Goal of the exercise: Exact reproduction of every entry is required.
· · · ·
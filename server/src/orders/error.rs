//! Lifecycle engine errors
//!
//! 业务规则违反以类型化结果返回，不在引擎内打日志或格式化响应。

use thiserror::Error;

use super::status::OrderStatus;
use crate::AppError;
use crate::db::repository::RepoError;

/// Engine errors
#[derive(Debug, Error)]
pub enum OrderError {
    #[error("Order not found: {0}")]
    NotFound(String),

    /// Requested status string is outside the closed enum
    #[error("Unknown order status: {0}")]
    InvalidStatus(String),

    /// Recognized status, but unreachable from the current one
    #[error("Cannot transition order from {from} to {to}")]
    InvalidTransition { from: OrderStatus, to: OrderStatus },

    #[error("Validation failed: {0}")]
    Validation(String),

    #[error("Database error: {0}")]
    Database(String),
}

impl From<RepoError> for OrderError {
    fn from(e: RepoError) -> Self {
        match e {
            RepoError::NotFound(resource) => OrderError::NotFound(resource),
            // A duplicate surviving the engine's retry loop is a system fault
            RepoError::Duplicate(msg) => OrderError::Database(msg),
            RepoError::Database(msg) => OrderError::Database(msg),
        }
    }
}

impl From<OrderError> for AppError {
    fn from(e: OrderError) -> Self {
        match e {
            OrderError::NotFound(resource) => AppError::NotFound(resource),
            OrderError::InvalidStatus(s) => AppError::InvalidStatus(s),
            OrderError::InvalidTransition { from, to } => AppError::InvalidTransition {
                from: from.to_string(),
                to: to.to_string(),
            },
            OrderError::Validation(msg) => AppError::Validation(msg),
            OrderError::Database(msg) => AppError::Database(msg),
        }
    }
}
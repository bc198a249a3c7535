//! API 路由模块
//!
//! # 结构
//!
//! - [`health`] - 健康检查
//! - [`auth`] - 登录接口
//! - [`orders`] - 订单接口（创建 / 状态流转 / 运单号 / 查询）
//! - [`pets`] - 宠物接口
//! - [`products`] - 商品接口
//! - [`services`] - 服务项目接口
//! - [`merchants`] - 商家接口（受授权门控保护）
//! - [`upload`] - 文件上传接口

pub mod auth;
pub mod health;
pub mod merchants;
pub mod orders;
pub mod pets;
pub mod products;
pub mod services;
pub mod upload;

// Re-export common types for handlers
pub use crate::utils::{AppResponse, AppResult};
//! Pet API Handlers

use axum::{
    Json,
    extract::{Path, Query, State},
};
use serde::Deserialize;

use crate::AppError;
use crate::core::ServerState;
use crate::db::models::{Pet, PetCreate, PetUpdate};
use crate::db::repository::PetRepository;
use crate::utils::{AppResponse, AppResult, ok};

/// Query params for paginated listing
#[derive(Debug, Deserialize)]
pub struct ListQuery {
    #[serde(default = "default_page")]
    pub page: i64,
    #[serde(default = "default_size")]
    pub size: i64,
}

fn default_page() -> i64 {
    1
}

fn default_size() -> i64 {
    10
}

/// GET /api/cat/list - 分页获取宠物列表
pub async fn list(
    State(state): State<ServerState>,
    Query(query): Query<ListQuery>,
) -> AppResult<Json<AppResponse<Vec<Pet>>>> {
    let repo = PetRepository::new(state.pool());
    let pets = repo.list(query.page, query.size).await?;
    Ok(ok(pets))
}

/// GET /api/cat/detail/:id - 宠物详情
pub async fn detail(
    State(state): State<ServerState>,
    Path(id): Path<i64>,
) -> AppResult<Json<AppResponse<Pet>>> {
    let repo = PetRepository::new(state.pool());
    let pet = repo
        .find_by_id(id)
        .await?
        .ok_or_else(|| AppError::not_found(format!("Pet {}", id)))?;
    Ok(ok(pet))
}

/// POST /api/cat/add - 新增宠物
pub async fn create(
    State(state): State<ServerState>,
    Json(payload): Json<PetCreate>,
) -> AppResult<Json<AppResponse<Pet>>> {
    let repo = PetRepository::new(state.pool());
    let pet = repo.create(payload).await?;
    Ok(ok(pet))
}

/// PUT /api/cat/update - 更新宠物（整体替换）
pub async fn update(
    State(state): State<ServerState>,
    Json(payload): Json<PetUpdate>,
) -> AppResult<Json<AppResponse<Pet>>> {
    let repo = PetRepository::new(state.pool());
    let pet = repo.update(payload).await?;
    Ok(ok(pet))
}

#[derive(Debug, Deserialize)]
pub struct PetStatusRequest {
    pub id: i64,
    pub status: String,
}

/// PUT /api/cat/status - 只更新挂牌状态
pub async fn update_status(
    State(state): State<ServerState>,
    Json(req): Json<PetStatusRequest>,
) -> AppResult<Json<AppResponse<Pet>>> {
    let repo = PetRepository::new(state.pool());
    let pet = repo.update_status(req.id, &req.status).await?;
    Ok(ok(pet))
}

/// DELETE /api/cat/delete/:id - 删除宠物
pub async fn delete(
    State(state): State<ServerState>,
    Path(id): Path<i64>,
) -> AppResult<Json<AppResponse<bool>>> {
    let repo = PetRepository::new(state.pool());
    let result = repo.delete(id).await?;
    Ok(ok(result))
}
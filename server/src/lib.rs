//! PetMall Server - 宠物市集小程序后端
//!
//! # 架构概述
//!
//! - **订单生命周期** (`orders`): 封闭状态机 + 幂等状态流转引擎
//! - **授权门控** (`auth`): 基于身份头与角色的请求拦截
//! - **HTTP API** (`api`): RESTful API 接口
//! - **数据库** (`db`): 嵌入式 SQLite (sqlx) 存储
//!
//! # 模块结构
//!
//! ```text
//! server/src/
//! ├── core/          # 配置、状态、服务器启动
//! ├── auth/          # 授权门控（纯策略 + 中间件）
//! ├── orders/        # 订单状态机与生命周期引擎
//! ├── api/           # HTTP 路由和处理器
//! ├── db/            # 数据库层（模型 + 仓储）
//! └── utils/         # 错误、响应、日志
//! ```

pub mod api;
pub mod auth;
pub mod core;
pub mod db;
pub mod orders;
pub mod utils;

// Re-export 公共类型
pub use auth::{CurrentUser, GatePolicy};
pub use core::{Config, Server, ServerState, build_router};
pub use db::DbService;
pub use orders::{NewOrder, OrderError, OrderLifecycle, OrderStatus, TransitionOutcome};
pub use utils::{AppError, AppResponse, AppResult};

// Re-export logger functions
pub use utils::logger::{init_logger, init_logger_with_file};

// Security logging macro - 支持 tracing 格式说明符
#[macro_export]
macro_rules! security_log {
    ($level:expr, $event:expr, $($key:ident = $value:expr),*) => {
        tracing::warn!(
            target: "security",
            level = $level,
            event = $event,
            $($key = $value),*
        );
    };
}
· · · ·
Task answer:
filename server/src/orders/error.rs
//! Lifecycle engine errors
//!
//! 业务规则违反以类型化结果返回，不在引擎内打日志或格式化响应。

use thiserror::Error;

use super::status::OrderStatus;
use crate::AppError;
use crate::db::repository::RepoError;

/// Engine errors
#[derive(Debug, Error)]
pub enum OrderError {
    #[error("Order not found: {0}")]
    NotFound(String),

    /// Requested status string is outside the closed enum
    #[error("Unknown order status: {0}")]
    InvalidStatus(String),

    /// Recognized status, but unreachable from the current one
    #[error("Cannot transition order from {from} to {to}")]
    InvalidTransition { from: OrderStatus, to: OrderStatus },

    #[error("Validation failed: {0}")]
    Validation(String),

    #[error("Database error: {0}")]
    Database(String),
}

impl From<RepoError> for OrderError {
    fn from(e: RepoError) -> Self {
        match e {
            RepoError::NotFound(resource) => OrderError::NotFound(resource),
            // A duplicate surviving the engine's retry loop is a system fault
            RepoError::Duplicate(msg) => OrderError::Database(msg),
            RepoError::Database(msg) => OrderError::Database(msg),
        }
    }
}

impl From<OrderError> for AppError {
    fn from(e: OrderError) -> Self {
        match e {
            OrderError::NotFound(resource) => AppError::NotFound(resource),
            OrderError::InvalidStatus(s) => AppError::InvalidStatus(s),
            OrderError::InvalidTransition { from, to } => AppError::InvalidTransition {
                from: from.to_string(),
                to: to.to_string(),
            },
            OrderError::Validation(msg) => AppError::Validation(msg),
            OrderError::Database(msg) => AppError::Database(msg),
        }
    }
}
repository bc198a249a3c7535
//! API 路由模块
//!
//! # 结构
//!
//! - [`health`] - 健康检查
//! - [`auth`] - 登录接口
//! - [`orders`] - 订单接口（创建 / 状态流转 / 运单号 / 查询）
//! - [`pets`] - 宠物接口
//! - [`products`] - 商品接口
//! - [`services`] - 服务项目接口
//! - [`merchants`] - 商家接口（受授权门控保护）
//! - [`upload`] - 文件上传接口

pub mod auth;
pub mod health;
pub mod merchants;
pub mod orders;
pub mod pets;
pub mod products;
pub mod services;
pub mod upload;

// Re-export common types for handlers
pub use crate::utils::{AppResponse, AppResult};
//! Pet API Handlers

use axum::{
    Json,
    extract::{Path, Query, State},
};
use serde::Deserialize;

use crate::AppError;
use crate::core::ServerState;
use crate::db::models::{Pet, PetCreate, PetUpdate};
use crate::db::repository::PetRepository;
use crate::utils::{AppResponse, AppResult, ok};

/// Query params for paginated listing
#[derive(Debug, Deserialize)]
pub struct ListQuery {
    #[serde(default = "default_page")]
    pub page: i64,
    #[serde(default = "default_size")]
    pub size: i64,
}

fn default_page() -> i64 {
    1
}

fn default_size() -> i64 {
    10
}

/// GET /api/cat/list - 分页获取宠物列表
pub async fn list(
    State(state): State<ServerState>,
    Query(query): Query<ListQuery>,
) -> AppResult<Json<AppResponse<Vec<Pet>>>> {
    let repo = PetRepository::new(state.pool());
    let pets = repo.list(query.page, query.size).await?;
    Ok(ok(pets))
}

/// GET /api/cat/detail/:id - 宠物详情
pub async fn detail(
    State(state): State<ServerState>,
    Path(id): Path<i64>,
) -> AppResult<Json<AppResponse<Pet>>> {
    let repo = PetRepository::new(state.pool());
    let pet = repo
        .find_by_id(id)
        .await?
        .ok_or_else(|| AppError::not_found(format!("Pet {}", id)))?;
    Ok(ok(pet))
}

/// POST /api/cat/add - 新增宠物
pub async fn create(
    State(state): State<ServerState>,
    Json(payload): Json<PetCreate>,
) -> AppResult<Json<AppResponse<Pet>>> {
    let repo = PetRepository::new(state.pool());
    let pet = repo.create(payload).await?;
    Ok(ok(pet))
}

/// PUT /api/cat/update - 更新宠物（整体替换）
pub async fn update(
    State(state): State<ServerState>,
    Json(payload): Json<PetUpdate>,
) -> AppResult<Json<AppResponse<Pet>>> {
    let repo = PetRepository::new(state.pool());
    let pet = repo.update(payload).await?;
    Ok(ok(pet))
}

#[derive(Debug, Deserialize)]
pub struct PetStatusRequest {
    pub id: i64,
    pub status: String,
}

/// PUT /api/cat/status - 只更新挂牌状态
pub async fn update_status(
    State(state): State<ServerState>,
    Json(req): Json<PetStatusRequest>,
) -> AppResult<Json<AppResponse<Pet>>> {
    let repo = PetRepository::new(state.pool());
    let pet = repo.update_status(req.id, &req.status).await?;
    Ok(ok(pet))
}

/// DELETE /api/cat/delete/:id - 删除宠物
pub async fn delete(
    State(state): State<ServerState>,
    Path(id): Path<i64>,
) -> AppResult<Json<AppResponse<bool>>> {
    let repo = PetRepository::new(state.pool());
    let result = repo.delete(id).await?;
    Ok(ok(result))
}
filename server/src/lib.rs
//! PetMall Server - 宠物市集小程序后端
//!
//! # 架构概述
//!
//! - **订单生命周期** (`orders`): 封闭状态机 + 幂等状态流转引擎
//! - **授权门控** (`auth`): 基于身份头与角色的请求拦截
//! - **HTTP API** (`api`): RESTful API 接口
//! - **数据库** (`db`): 嵌入式 SQLite (sqlx) 存储
//!
//! # 模块结构
//!
//! ```text
//! server/src/
//! ├── core/          # 配置、状态、服务器启动
//! ├── auth/          # 授权门控（纯策略 + 中间件）
//! ├── orders/        # 订单状态机与生命周期引擎
//! ├── api/           # HTTP 路由和处理器
//! ├── db/            # 数据库层（模型 + 仓储）
//! └── utils/         # 错误、响应、日志
//! ```

pub mod api;
pub mod auth;
pub mod core;
pub mod db;
pub mod orders;
pub mod utils;

// Re-export 公共类型
pub use auth::{CurrentUser, GatePolicy};
pub use core::{Config, Server, ServerState, build_router};
pub use db::DbService;
pub use orders::{NewOrder, OrderError, OrderLifecycle, OrderStatus, TransitionOutcome};
pub use utils::{AppError, AppResponse, AppResult};

// Re-export logger functions
pub use utils::logger::{init_logger, init_logger_with_file};

// Security logging macro - 支持 tracing 格式说明符
#[macro_export]
macro_rules! security_log {
    ($level:expr, $event:expr, $($key:ident = $value:expr),*) => {
        tracing::warn!(
            target: "security",
            level = $level,
            event = $event,
            $($key = $value),*
        );
    };
}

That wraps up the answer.